START Data for this exercise

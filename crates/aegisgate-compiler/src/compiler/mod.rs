//! 策略编译模块
//!
//! 该模块把一条策略意图编译为后端期望对象集合：策略本身、作用范围组、每条规则展开出的规则与组，
//! 以及多租户拓扑下的共享对象。编译是纯计算，除清单查询外没有副作用。

pub mod expression;
pub mod naming;
pub mod rule;
pub mod selector;
pub mod share;

use aegisgate_common::{
    BackendGroup, BackendPolicy, BackendRule, BackendShare, Error, OwnerRef, PolicyIntent, Result,
};
use serde::Serialize;
use std::sync::Arc;
use tracing::{debug, info, warn};

use crate::config::{CompilerConfig, NamingConfig, TopologyKind};
use crate::inventory::{ScopeDirectory, WorkloadLookup};
use crate::topology::{MultiTenant, SingleScope, Topology};

pub use naming::{GroupRole, IdentityNamer};
pub use rule::{PolicyContext, RuleExpander, RuleExpansion};
pub use selector::{SelectorCompiler, SelectorCounts};
pub use share::ShareBuilder;

/// 一条策略的期望对象集合
#[derive(Debug, Clone, Serialize)]
pub struct CompiledPolicy {
    pub owner: OwnerRef,
    pub policy: BackendPolicy,
    pub groups: Vec<BackendGroup>,
    pub rules: Vec<BackendRule>,
    pub shares: Vec<BackendShare>,
    /// 部分命名端口未解析时需要清空成员（而不是删除）的地址集归属键
    pub cleared_address_sets: Vec<String>,
}

/// 策略编译器
pub struct PolicyCompiler {
    cluster: String,
    topology: TopologyKind,
    domain: String,
    naming: NamingConfig,
    workloads: Arc<dyn WorkloadLookup>,
    scopes: Arc<dyn ScopeDirectory>,
}

impl PolicyCompiler {
    pub fn new(
        config: &CompilerConfig,
        workloads: Arc<dyn WorkloadLookup>,
        scopes: Arc<dyn ScopeDirectory>,
    ) -> Self {
        Self {
            cluster: config.cluster.clone(),
            topology: config.topology,
            domain: config.domain.clone(),
            naming: config.naming(),
            workloads,
            scopes,
        }
    }

    pub fn naming(&self) -> &NamingConfig {
        &self.naming
    }

    /// 策略所属的拓扑；多租户拓扑需要先解析命名空间的租户上下文
    fn topology_for(&self, owner: &OwnerRef) -> Result<Box<dyn Topology>> {
        Ok(match self.topology {
            TopologyKind::SingleScope => Box::new(SingleScope::new(&self.domain)),
            TopologyKind::MultiTenant => {
                let tenant = self.scopes.resolve_tenant_context(&owner.namespace)?;
                Box::new(MultiTenant::new(tenant))
            }
        })
    }

    /// 编译一条策略
    ///
    /// 某条规则展开后一条后端规则都没有时返回 [`Error::NoEffectiveOption`]，
    /// 其中包含所有规则中未解析的地址集归属键；其余规则照常展开，不会被提前中止。
    pub fn compile(&self, intent: &PolicyIntent) -> Result<CompiledPolicy> {
        let owner = &intent.owner;
        let topology = self.topology_for(owner)?;
        let topology = topology.as_ref();
        debug!("以 {:?} 拓扑编译策略 {}", topology.kind(), owner);
        let namer = IdentityNamer::new(&self.naming, &self.cluster);
        let selectors = SelectorCompiler::new(namer, topology);

        let policy_id = namer.policy_id(topology, owner);
        let mut groups = Vec::new();

        let applied_group_path = if intent.applied_to.is_empty() {
            None
        } else {
            let group = selectors.compile_group(
                owner,
                &policy_id,
                &owner.name,
                GroupRole::AppliedTo,
                &intent.applied_to,
            )?;
            let path = group.path.clone();
            groups.push(group);
            Some(path)
        };

        let policy = BackendPolicy {
            display_name: namer.policy_display_name(owner),
            path: topology.policy_path(&policy_id),
            id: policy_id.clone(),
            sequence_number: i64::from(intent.priority),
            scope: applied_group_path.iter().cloned().collect(),
            tags: namer.policy_tags(owner),
            revision: None,
            marked_for_delete: false,
        };

        let ctx = PolicyContext {
            intent,
            policy_id,
            applied_group_path,
        };
        let expander = RuleExpander::new(
            namer,
            topology,
            self.workloads.as_ref(),
            self.scopes.as_ref(),
        );

        let mut rules = Vec::new();
        let mut shares = Vec::new();
        let mut unresolved = Vec::new();
        let mut ineffective = None;

        for (index, rule) in intent.rules.iter().enumerate() {
            let expansion = expander.expand(rule, index, &ctx)?;
            if expansion.rules.is_empty() && ineffective.is_none() {
                ineffective = Some(expansion.base_id.clone());
            }
            rules.extend(expansion.rules);
            groups.extend(expansion.groups);
            shares.extend(expansion.shares);
            unresolved.extend(expansion.unresolved);
        }

        if let Some(rule) = ineffective {
            warn!("策略 {} 的规则 {} 没有可用的展开结果", owner, rule);
            return Err(Error::NoEffectiveOption {
                rule,
                stale_address_sets: unresolved,
            });
        }

        debug!(
            "策略 {} 编译结果: {} 条规则, {} 个组, {} 个共享",
            owner,
            rules.len(),
            groups.len(),
            shares.len()
        );
        info!("策略 {} 编译完成", owner);

        Ok(CompiledPolicy {
            owner: owner.clone(),
            policy,
            groups,
            rules,
            shares,
            cleared_address_sets: unresolved,
        })
    }
}

#[cfg(test)]
mod tests {
    use super::*;
    use crate::inventory::{InventorySnapshot, ScopeRecord};
    use aegisgate_common::{
        DeclaredPort, Direction, LabelSelector, PeerDescriptor, PortSpec, Protocol, RuleAction,
        RuleIntent, SharingStrategy, WorkloadInstance, WorkloadKind,
    };

    fn snapshot() -> Arc<InventorySnapshot> {
        let mut db = WorkloadInstance {
            name: "db-0".to_string(),
            namespace: "ns1".to_string(),
            kind: WorkloadKind::Pod,
            labels: [("app".to_string(), "db".to_string())].into(),
            address: Some("10.0.1.7".parse().unwrap()),
            running: true,
            declared_ports: vec![DeclaredPort {
                name: "sql".to_string(),
                protocol: Protocol::TCP,
                number: 5432,
            }],
        };
        let mut replica = db.clone();
        replica.name = "db-1".to_string();
        replica.address = Some("10.0.1.8".parse().unwrap());
        db.labels.insert("role".to_string(), "primary".to_string());

        Arc::new(InventorySnapshot {
            workloads: vec![db, replica],
            scopes: vec![ScopeRecord {
                name: "ns1".to_string(),
                uid: Some("ns1-uid".to_string()),
                vpc: Some("vpc-1".to_string()),
                project: Some("payments".to_string()),
                ..Default::default()
            }],
            ..Default::default()
        })
    }

    fn compiler(topology: TopologyKind) -> PolicyCompiler {
        let config = CompilerConfig {
            cluster: "c1".to_string(),
            topology,
            ..Default::default()
        };
        let inventory = snapshot();
        PolicyCompiler::new(&config, inventory.clone(), inventory)
    }

    fn intent() -> PolicyIntent {
        PolicyIntent::new(OwnerRef::new("ns1", "web", "uid-1"), 10)
            .with_applied_to(PeerDescriptor::pods(
                LabelSelector::everything().with_label("app", "web"),
            ))
            .with_rule(
                RuleIntent::new(Direction::Inbound, RuleAction::Allow)
                    .with_port(PortSpec::tcp(443))
                    .with_peer(PeerDescriptor::pods(
                        LabelSelector::everything().with_label("app", "lb"),
                    )),
            )
            .with_rule(
                RuleIntent::new(Direction::Outbound, RuleAction::Allow)
                    .with_port(PortSpec::named(Protocol::TCP, "sql"))
                    .with_peer(PeerDescriptor::pods(
                        LabelSelector::everything().with_label("app", "db"),
                    )),
            )
    }

    #[test]
    fn test_compile_single_scope() {
        let compiled = compiler(TopologyKind::SingleScope).compile(&intent()).unwrap();

        assert_eq!(compiled.policy.id, "c1_uid-1");
        assert_eq!(compiled.policy.sequence_number, 10);
        assert_eq!(
            compiled.policy.scope,
            vec!["/infra/domains/default/groups/c1_uid-1_scope"]
        );
        assert_eq!(compiled.rules.len(), 2);
        // 作用范围组、入站源组、地址集组；只有命名端口的出站规则不生成目标组
        assert_eq!(compiled.groups.len(), 3);
        assert!(!compiled.groups.iter().any(|g| g.id.ends_with("_dst")));
        assert!(compiled.shares.is_empty());
        assert!(compiled.cleared_address_sets.is_empty());

        let sql = &compiled.rules[1];
        assert_eq!(sql.service_entries[0].destination_ports, vec!["5432"]);
        let ipset = compiled.groups.iter().find(|g| g.id.ends_with("_ipset")).unwrap();
        assert_eq!(ipset.addresses(), vec!["10.0.1.7", "10.0.1.8"]);
        assert_eq!(sql.destination_groups, vec![ipset.path.clone()]);
    }

    #[test]
    fn test_compile_is_deterministic() {
        let compiler = compiler(TopologyKind::SingleScope);
        let first = compiler.compile(&intent()).unwrap();
        let second = compiler.compile(&intent()).unwrap();
        assert_eq!(first.rules, second.rules);
        assert_eq!(first.groups, second.groups);
    }

    #[test]
    fn test_empty_applied_to_is_unscoped() {
        let intent = PolicyIntent::new(OwnerRef::new("ns1", "open", "uid-2"), 1)
            .with_rule(RuleIntent::new(Direction::Inbound, RuleAction::Allow));
        let compiled = compiler(TopologyKind::SingleScope).compile(&intent).unwrap();
        assert!(compiled.policy.scope.is_empty());
        assert_eq!(compiled.rules[0].scope, vec![aegisgate_common::ANY]);
    }

    #[test]
    fn test_no_effective_option() {
        let intent = intent().with_rule(
            RuleIntent::new(Direction::Outbound, RuleAction::Allow)
                .with_port(PortSpec::named(Protocol::TCP, "missing"))
                .with_peer(PeerDescriptor::pods(LabelSelector::everything())),
        );
        match compiler(TopologyKind::SingleScope).compile(&intent) {
            Err(Error::NoEffectiveOption {
                rule,
                stale_address_sets,
            }) => {
                assert!(rule.ends_with("_2"));
                assert_eq!(stale_address_sets.len(), 1);
            }
            other => panic!("unexpected result {:?}", other.map(|c| c.policy.id)),
        }
    }

    #[test]
    fn test_compile_multi_tenant_with_share() {
        let intent = PolicyIntent::new(OwnerRef::new("ns1", "web", "uid-1"), 10).with_rule(
            RuleIntent::new(Direction::Inbound, RuleAction::Allow).with_peer(
                PeerDescriptor::pods_in(
                    LabelSelector::everything(),
                    LabelSelector::everything().with_label("team", "billing"),
                ),
            ),
        );
        let compiled = compiler(TopologyKind::MultiTenant).compile(&intent).unwrap();

        assert_eq!(compiled.policy.id, "web_uid-1");
        assert_eq!(
            compiled.policy.path,
            "/orgs/default/projects/payments/vpcs/vpc-1/security-policies/web_uid-1"
        );
        assert_eq!(compiled.shares.len(), 1);
        let share = &compiled.shares[0];
        assert_eq!(share.sharing_strategy, SharingStrategy::NoneDescendants);
        assert_eq!(share.child_resources, vec![compiled.groups[0].path.clone()]);
        assert!(compiled.groups[0]
            .path
            .starts_with("/orgs/default/projects/payments/infra/"));
        assert_eq!(compiled.groups[0].expression.len(), 1);
    }

    #[test]
    fn test_multi_tenant_requires_tenant() {
        let intent = PolicyIntent::new(OwnerRef::new("unknown", "web", "uid-1"), 10);
        assert!(matches!(
            compiler(TopologyKind::MultiTenant).compile(&intent),
            Err(Error::ExternalLookup(_))
        ));
    }
}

END Data for this exercise

-- Required work --
Show the lines of the records that include the string "first".

-- Answer box --
        let first = compiler.compile(&intent()).unwrap();
        assert_eq!(first.rules, second.rules);
        assert_eq!(first.groups, second.groups);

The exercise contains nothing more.